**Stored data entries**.
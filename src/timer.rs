//! Shared timeout timer
//!
//! One background thread services every armed promise timeout. Entries
//! hold a weak promise reference plus the arm generation recorded when
//! they were scheduled; re-arming or closing a promise bumps its
//! generation, so stale entries fire as no-ops. There is no removal,
//! cancellation is purely generational.

use crate::promise::Promise;
use std::cmp::Ordering;
use std::collections::BinaryHeap;
use std::sync::{Arc, Condvar, Mutex, OnceLock, Weak};
use std::thread;
use std::time::Instant;

struct Entry {
    deadline: Instant,
    generation: u64,
    promise: Weak<Promise>,
}

impl PartialEq for Entry {
    fn eq(&self, other: &Self) -> bool {
        self.deadline == other.deadline && self.generation == other.generation
    }
}

impl Eq for Entry {}

impl PartialOrd for Entry {
    fn partial_cmp(&self, other: &Self) -> Option<Ordering> {
        Some(self.cmp(other))
    }
}

impl Ord for Entry {
    // Reversed so the max-heap pops the earliest deadline first.
    fn cmp(&self, other: &Self) -> Ordering {
        other
            .deadline
            .cmp(&self.deadline)
            .then_with(|| other.generation.cmp(&self.generation))
    }
}

struct Timer {
    heap: Mutex<BinaryHeap<Entry>>,
    cv: Condvar,
}

impl Timer {
    fn run(&self) {
        let mut heap = self.heap.lock().unwrap();
        loop {
            let now = Instant::now();
            while heap.peek().map_or(false, |e| e.deadline <= now) {
                let entry = match heap.pop() {
                    Some(entry) => entry,
                    None => break,
                };
                // Fire outside the heap lock; reject takes promise locks.
                drop(heap);
                if let Some(promise) = entry.promise.upgrade() {
                    promise.timeout_fired(entry.generation);
                }
                heap = self.heap.lock().unwrap();
            }

            match heap.peek().map(|e| e.deadline) {
                Some(deadline) => {
                    let wait = deadline.saturating_duration_since(Instant::now());
                    let (guard, _) = self.cv.wait_timeout(heap, wait).unwrap();
                    heap = guard;
                }
                None => {
                    heap = self.cv.wait(heap).unwrap();
                }
            }
        }
    }
}

static TIMER: OnceLock<Arc<Timer>> = OnceLock::new();

fn timer() -> &'static Arc<Timer> {
    TIMER.get_or_init(|| {
        let timer = Arc::new(Timer {
            heap: Mutex::new(BinaryHeap::new()),
            cv: Condvar::new(),
        });
        let worker = Arc::clone(&timer);
        thread::Builder::new()
            .name("pledge-timer".to_string())
            .spawn(move || worker.run())
            .expect("failed to spawn timer thread");
        timer
    })
}

/// Arms a timeout for the given promise and arm generation.
pub(crate) fn schedule(deadline: Instant, generation: u64, promise: Weak<Promise>) {
    let timer = timer();
    timer.heap.lock().unwrap().push(Entry {
        deadline,
        generation,
        promise,
    });
    timer.cv.notify_one();
}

**YOUR INSTRUCTIONS**. The answer should be nothing but the number of lines in this data that include "unwrap".

**WRITTEN ANSWER**. 5